▶ _Your goal_
After finding the line containing "to one answer." below, please output that line and each following one through the line containing "given its inputs", exactly as written.

(Supplied material)

//! CLI binary for citewise.

use std::path::PathBuf;

use citewise::message::{ChatMessage, ModelSpec};
use citewise::pipeline::AnswerRequest;
use citewise::{AnswerPipeline, CitewiseConfig, CitewiseServer};
use clap::{Parser, Subcommand};
use tracing::info;
use tracing_subscriber::EnvFilter;

/// Search-augmented, citation-grounded answers from a streaming chat backend.
#[derive(Parser)]
#[command(name = "citewise", version, about)]
struct Cli {
    /// Path to TOML configuration file.
    #[arg(short, long)]
    config: Option<PathBuf>,

    /// Override the listen address.
    #[arg(long)]
    host: Option<String>,

    /// Override the listen port.
    #[arg(long)]
    port: Option<u16>,

    /// Subcommand to run.
    #[command(subcommand)]
    command: Option<Command>,
}

/// Available commands.
#[derive(Subcommand)]
enum Command {
    /// Serve the HTTP API (default).
    Serve,

    /// Answer one question and print the answer with its sources.
    Ask {
        /// The question.
        query: String,

        /// Backend model id.
        #[arg(short, long, default_value = "default")]
        model: String,
    },

    /// Write the default configuration file.
    InitConfig {
        /// Overwrite an existing file.
        #[arg(long)]
        force: bool,
    },
}

#[tokio::main]
async fn main() -> anyhow::Result<()> {
    // Logs go to stderr so `ask` output stays clean on stdout.
    tracing_subscriber::fmt()
        .with_writer(std::io::stderr)
        .with_env_filter(
            EnvFilter::try_from_default_env()
                .unwrap_or_else(|_| EnvFilter::new("citewise=info,citewise_search=info")),
        )
        .init();

    let cli = Cli::parse();
    let config_path = cli
        .config
        .clone()
        .unwrap_or_else(CitewiseConfig::default_config_path);

    if let Some(Command::InitConfig { force }) = cli.command {
        return init_config(&config_path, force);
    }

    let mut config = if cli.config.is_some() || config_path.exists() {
        CitewiseConfig::from_file(&config_path)?
    } else {
        CitewiseConfig::default()
    };
    if let Some(host) = cli.host {
        config.server.host = host;
    }
    if let Some(port) = cli.port {
        config.server.port = port;
    }

    match cli.command.unwrap_or(Command::Serve) {
        Command::Serve => serve(config).await,
        Command::Ask { query, model } => ask(config, query, model).await,
        Command::InitConfig { .. } => Ok(()),
    }
}

async fn serve(config: CitewiseConfig) -> anyhow::Result<()> {
    let server = CitewiseServer::start(&config).await?;
    info!(addr = %server.addr(), "citewise started");

    tokio::signal::ctrl_c().await?;
    info!("shutting down");
    server.shutdown();
    Ok(())
}

async fn ask(config: CitewiseConfig, query: String, model: String) -> anyhow::Result<()> {
    let pipeline = AnswerPipeline::from_config(&config)?;
    let request = AnswerRequest {
        messages: vec![ChatMessage::user(query)],
        model: ModelSpec::new(model),
        google_api_key: None,
        google_cse_id: None,
    };

    let answer = pipeline.answer(&request).await?;
    println!("{}", answer.text);
    if !answer.sources.is_empty() {
        println!();
        for (n, source) in answer.sources.cited() {
            println!("[{n}] {} <{}>", source.title, source.link);
        }
    }
    Ok(())
}

fn init_config(path: &std::path::Path, force: bool) -> anyhow::Result<()> {
    if path.exists() && !force {
        anyhow::bail!(
            "{} already exists (use --force to overwrite)",
            path.display()
        );
    }
    CitewiseConfig::default().save_to_file(path)?;
    println!("wrote {}", path.display());
    Ok(())
}
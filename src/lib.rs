//! citewise: search-augmented, citation-grounded answers.
//!
//! Given a conversation, citewise searches the web for the latest message,
//! fetches and extracts the readable text of every result under a per-page
//! deadline, builds a prompt that cites each page as `[n](link)`, streams the
//! completion from a chat backend and reduces the stream to one answer.
//!
//! # Architecture
//!
//! - **Search and fetch**: the `citewise-search` crate (provider dispatch,
//!   concurrent fetch-with-timeout, readability extraction, sanitizing)
//! - **Prompt**: [`prompt::PromptBuilder`], deterministic given its inputs
//! - **Completion**: [`completion::HttpCompletionClient`] returns the raw body stream
//! - **Accumulation**: [`sse`] splits frames, [`accumulator`] folds deltas
//! - **Glue**: [`pipeline::AnswerPipeline`], served over HTTP by [`server`]

pub mod accumulator;
pub mod completion;
pub mod config;
pub mod error;
pub mod history;
pub mod message;
pub mod pipeline;
pub mod prompt;
pub mod server;
pub mod sse;

pub use config::CitewiseConfig;
pub use error::{CitewiseError, Result};
pub use pipeline::{Answer, AnswerPipeline, AnswerRequest};
pub use server::CitewiseServer;
//! HTTP surface for the answer pipeline.
//!
//! ## Endpoints
//!
//! - `POST /api/google`: search-augmented answer, `{"answer": "..."}`
//! - `POST /api/chat`: pass-through chat, streamed back as `text/event-stream`
//! - `GET /api/models`: the completion backend's model list
//!
//! Every failure, including a body that does not parse, answers `500` with a
//! generic `{"error": "..."}` body; the detailed cause is only logged.

use std::net::SocketAddr;
use std::sync::Arc;

use axum::Router;
use axum::body::Body;
use axum::extract::State;
use axum::extract::rejection::JsonRejection;
use axum::http::{StatusCode, header};
use axum::response::{IntoResponse, Json, Response};
use axum::routing::{get, post};
use serde::{Deserialize, Serialize};
use tokio::net::TcpListener;
use tokio::task::JoinHandle;
use tracing::info;

use crate::completion::{CompletionBackend, CompletionRequest};
use crate::config::CitewiseConfig;
use crate::error::{CitewiseError, Result};
use crate::history::trim_history;
use crate::message::{ChatMessage, ModelSpec};
use crate::pipeline::{AnswerPipeline, AnswerRequest};

// ---------------------------------------------------------------------------
// Request / response types
// ---------------------------------------------------------------------------

/// `POST /api/chat` body.
#[derive(Debug, Clone, Deserialize)]
pub struct ChatRequest {
    /// Backend model, forwarded as given.
    pub model: ModelSpec,
    /// Conversation, oldest first.
    pub messages: Vec<ChatMessage>,
    /// System prompt override.
    #[serde(default)]
    pub prompt: Option<String>,
    /// Temperature override.
    #[serde(default)]
    pub temperature: Option<f32>,
}

/// `POST /api/google` success body.
#[derive(Debug, Clone, Serialize, Deserialize)]
pub struct AnswerResponse {
    /// The grounded answer.
    pub answer: String,
}

/// Generic error body.
#[derive(Debug, Clone, Serialize, Deserialize)]
pub struct ErrorResponse {
    /// Opaque error description.
    pub error: String,
}

// ---------------------------------------------------------------------------
// Shared application state
// ---------------------------------------------------------------------------

#[derive(Clone)]
struct AppState {
    pipeline: Arc<AnswerPipeline>,
    system_prompt: Arc<str>,
    chat_temperature: f32,
}

// ---------------------------------------------------------------------------
// CitewiseServer
// ---------------------------------------------------------------------------

/// The citewise HTTP server, serving in a background task.
pub struct CitewiseServer {
    addr: SocketAddr,
    handle: JoinHandle<()>,
}

impl CitewiseServer {
    /// Validate `config`, bind `{server.host}:{server.port}` and start serving.
    ///
    /// Use port `0` for an ephemeral port.
    ///
    /// # Errors
    ///
    /// Returns [`CitewiseError::Config`] for an invalid config and
    /// [`CitewiseError::Io`] if the listener cannot bind.
    pub async fn start(config: &CitewiseConfig) -> Result<Self> {
        let pipeline = AnswerPipeline::from_config(config)?;
        let state = AppState {
            pipeline: Arc::new(pipeline),
            system_prompt: Arc::from(config.backend.system_prompt.as_str()),
            chat_temperature: config.backend.chat_temperature,
        };

        let app = Router::new()
            .route("/api/google", post(handle_google))
            .route("/api/chat", post(handle_chat))
            .route("/api/models", get(handle_models))
            .with_state(state);

        let bind_addr = format!("{}:{}", config.server.host, config.server.port);
        let listener = TcpListener::bind(&bind_addr).await?;
        let addr = listener.local_addr()?;

        info!("citewise listening on http://{addr}/api");

        let handle = tokio::spawn(async move {
            if let Err(e) = axum::serve(listener, app).await {
                tracing::error!("server error: {e}");
            }
        });

        Ok(Self { addr, handle })
    }

    /// Returns the address the server is listening on.
    pub fn addr(&self) -> SocketAddr {
        self.addr
    }

    /// Returns the port the server is listening on.
    pub fn port(&self) -> u16 {
        self.addr.port()
    }

    /// Abort the server task.
    pub fn shutdown(&self) {
        self.handle.abort();
    }
}

impl Drop for CitewiseServer {
    fn drop(&mut self) {
        self.handle.abort();
    }
}

// ---------------------------------------------------------------------------
// Helpers
// ---------------------------------------------------------------------------

/// Log `err` and answer with an opaque 500.
fn internal_error(route: &str, err: &CitewiseError) -> Response {
    match err {
        CitewiseError::InvalidRequest(_) => tracing::warn!(route, code = err.code(), "{err}"),
        _ => tracing::error!(route, code = err.code(), "{err}"),
    }
    let body = ErrorResponse {
        error: format!("{route} failed"),
    };
    (StatusCode::INTERNAL_SERVER_ERROR, Json(body)).into_response()
}

/// Unwrap a JSON body, turning axum's rejection into the opaque 500.
fn json_body<T>(
    route: &str,
    payload: std::result::Result<Json<T>, JsonRejection>,
) -> std::result::Result<T, Response> {
    payload.map(|Json(body)| body).map_err(|rejection| {
        let err = CitewiseError::InvalidRequest(rejection.body_text());
        internal_error(route, &err)
    })
}

// ---------------------------------------------------------------------------
// Route handlers
// ---------------------------------------------------------------------------

/// `POST /api/google`: search, ground and answer.
async fn handle_google(
    State(state): State<AppState>,
    payload: std::result::Result<Json<AnswerRequest>, JsonRejection>,
) -> Response {
    let request = match json_body("answer", payload) {
        Ok(request) => request,
        Err(response) => return response,
    };
    match state.pipeline.answer(&request).await {
        Ok(answer) => Json(AnswerResponse {
            answer: answer.text,
        })
        .into_response(),
        Err(e) => internal_error("answer", &e),
    }
}

/// `POST /api/chat`: trim history and stream the backend's reply through.
async fn handle_chat(
    State(state): State<AppState>,
    payload: std::result::Result<Json<ChatRequest>, JsonRejection>,
) -> Response {
    let request = match json_body("chat", payload) {
        Ok(request) => request,
        Err(response) => return response,
    };
    let system_prompt = request
        .prompt
        .filter(|p| !p.trim().is_empty())
        .unwrap_or_else(|| state.system_prompt.to_string());
    let temperature = request.temperature.unwrap_or(state.chat_temperature);
    let messages = trim_history(&request.messages, &system_prompt, request.model.token_limit);

    let completion =
        CompletionRequest::new(request.model, messages, temperature).with_prompt(system_prompt);

    match state.pipeline.backend().send(&completion).await {
        Ok(stream) => Response::builder()
            .header(header::CONTENT_TYPE, "text/event-stream")
            .header(header::CACHE_CONTROL, "no-cache")
            .body(Body::from_stream(stream))
            .unwrap_or_else(|_| StatusCode::INTERNAL_SERVER_ERROR.into_response()),
        Err(e) => internal_error("chat", &e),
    }
}

/// `GET /api/models`: proxy the backend's model list.
async fn handle_models(State(state): State<AppState>) -> Response {
    match state.pipeline.backend().models().await {
        Ok(models) => Json(models).into_response(),
        Err(e) => internal_error("models", &e),
    }
}
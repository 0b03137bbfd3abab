//! Readability-style content extraction.
//!
//! Parses raw HTML into a document tree, skips non-content subtrees
//! (scripts, navigation, ads, cookie banners, sidebars), picks the primary
//! content container and returns its text. The text is raw; callers run it
//! through [`crate::sanitize::sanitize`].

use crate::error::{Result, SearchError};
use scraper::{ElementRef, Html, Node, Selector};
use std::collections::HashMap;

/// Elements whose whole subtree is never content.
const BOILERPLATE_TAGS: &[&str] = &[
    "script", "style", "nav", "footer", "header", "aside", "noscript", "svg", "iframe", "form",
    "button", "template", "select", "object", "canvas",
];

/// Class / id tokens that mark a subtree as page furniture.
const BOILERPLATE_TOKENS: &[&str] = &[
    "ad",
    "ads",
    "advert",
    "advertisement",
    "banner",
    "breadcrumb",
    "breadcrumbs",
    "comment",
    "comments",
    "consent",
    "cookie",
    "cookies",
    "menu",
    "modal",
    "navbar",
    "newsletter",
    "popup",
    "promo",
    "related",
    "share",
    "sidebar",
    "social",
    "sponsored",
];

/// Elements rendered on their own line.
const BLOCK_TAGS: &[&str] = &[
    "p", "div", "section", "article", "main", "li", "ul", "ol", "h1", "h2", "h3", "h4", "h5",
    "h6", "br", "tr", "table", "blockquote", "pre", "dd", "dt", "figcaption",
];

/// Containers whose class/id tokens are not trusted to mark boilerplate.
const STRUCTURAL_TAGS: &[&str] = &["html", "body", "main", "article"];

/// Preferred content roots, in priority order.
const CONTENT_SELECTORS: &[&str] = &["article", "main", "[role=\"main\"]"];

/// Minimum paragraph text a container needs before it beats `<body>`.
const MIN_DENSITY_SCORE: usize = 140;

/// Text extracted from one HTML document.
#[derive(Debug, Clone, PartialEq, Eq)]
pub struct ExtractedPage {
    /// The `<title>` of the page, trimmed. Empty when absent.
    pub title: String,
    /// Raw primary-content text with block boundaries as newlines.
    pub text: String,
}

/// Extract the primary readable text from an HTML document.
///
/// The content root is the first non-empty of `article`, `main` and
/// `[role="main"]`; failing those, the container holding the most paragraph
/// text; failing that, `<body>`.
///
/// An `Ok` with empty `text` means the page had no readable content.
///
/// # Errors
///
/// Returns [`SearchError::Parse`] if the document cannot be processed.
pub fn extract_readable(html: &str) -> Result<ExtractedPage> {
    let document = Html::parse_document(html);
    log_parse_diagnostics(&document);

    let title = extract_title(&document)?;

    for selector_str in CONTENT_SELECTORS {
        let selector = parse_selector(selector_str)?;
        if let Some(root) = document
            .select(&selector)
            .find(|el| !is_boilerplate(el) && !has_boilerplate_ancestor(el))
        {
            let text = element_text(root);
            if !text.trim().is_empty() {
                return Ok(ExtractedPage { title, text });
            }
        }
    }

    if let Some(root) = densest_container(&document)? {
        return Ok(ExtractedPage {
            title,
            text: element_text(root),
        });
    }

    let body = parse_selector("body")?;
    let text = document
        .select(&body)
        .next()
        .map(element_text)
        .unwrap_or_default();

    Ok(ExtractedPage { title, text })
}

fn parse_selector(selector: &str) -> Result<Selector> {
    Selector::parse(selector)
        .map_err(|e| SearchError::Parse(format!("invalid selector {selector:?}: {e:?}")))
}

/// Log parser diagnostics, ignoring stylesheet noise.
fn log_parse_diagnostics(document: &Html) {
    let relevant: Vec<_> = document
        .errors
        .iter()
        .filter(|e| !e.to_ascii_lowercase().contains("stylesheet"))
        .collect();
    if !relevant.is_empty() {
        tracing::debug!(
            count = relevant.len(),
            first = %relevant[0],
            "HTML parse diagnostics"
        );
    }
}

fn extract_title(document: &Html) -> Result<String> {
    let selector = parse_selector("title")?;
    Ok(document
        .select(&selector)
        .next()
        .map(|el| el.text().collect::<String>())
        .unwrap_or_default()
        .trim()
        .to_owned())
}

/// Pick the container with the most paragraph text, readability-style.
fn densest_container(document: &Html) -> Result<Option<ElementRef<'_>>> {
    let paragraphs = parse_selector("p")?;
    let mut scores: HashMap<_, (ElementRef<'_>, usize)> = HashMap::new();

    for p in document.select(&paragraphs) {
        if has_boilerplate_ancestor(&p) {
            continue;
        }
        let Some(parent) = p.parent().and_then(ElementRef::wrap) else {
            continue;
        };
        let len = p.text().map(|t| t.trim().len()).sum::<usize>();
        let entry = scores.entry(parent.id()).or_insert((parent, 0));
        entry.1 += len;
    }

    Ok(scores
        .into_values()
        .filter(|(_, score)| *score >= MIN_DENSITY_SCORE)
        .max_by_key(|(_, score)| *score)
        .map(|(el, _)| el))
}

/// Collect the text of `root`, skipping boilerplate subtrees.
fn element_text(root: ElementRef<'_>) -> String {
    let mut out = String::new();
    collect_text(root, &mut out);
    out
}

fn collect_text(element: ElementRef<'_>, out: &mut String) {
    for child in element.children() {
        match child.value() {
            Node::Text(text) => out.push_str(text),
            Node::Element(_) => {
                let Some(child_el) = ElementRef::wrap(child) else {
                    continue;
                };
                if is_boilerplate(&child_el) {
                    continue;
                }
                let block = BLOCK_TAGS.contains(&child_el.value().name());
                if block {
                    out.push('\n');
                }
                collect_text(child_el, out);
                if block {
                    out.push('\n');
                }
            }
            _ => {}
        }
    }
}

/// Whether an element is page furniture rather than content.
fn is_boilerplate(element: &ElementRef<'_>) -> bool {
    let el = element.value();
    let name = el.name();

    if BOILERPLATE_TAGS.contains(&name) {
        return true;
    }
    if el.attr("hidden").is_some() || el.attr("aria-hidden") == Some("true") {
        return true;
    }
    if matches!(el.attr("role"), Some("navigation" | "banner" | "complementary")) {
        return true;
    }
    if STRUCTURAL_TAGS.contains(&name) {
        return false;
    }

    let markers = [el.attr("class"), el.attr("id")];
    markers.into_iter().flatten().any(|value| {
        value
            .to_ascii_lowercase()
            .split(|c: char| !c.is_ascii_alphanumeric())
            .any(|token| BOILERPLATE_TOKENS.contains(&token))
    })
}

fn has_boilerplate_ancestor(element: &ElementRef<'_>) -> bool {
    element
        .ancestors()
        .filter_map(ElementRef::wrap)
        .any(|ancestor| is_boilerplate(&ancestor))
}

(End Supplied material)

▶ _Reply to the task_
//! completion from a chat backend and reduces the stream to one answer.
//!
//! # Architecture
//!
//! - **Search and fetch**: the `citewise-search` crate (provider dispatch,
//!   concurrent fetch-with-timeout, readability extraction, sanitizing)
//! - **Prompt**: [`prompt::PromptBuilder`], deterministic given its inputs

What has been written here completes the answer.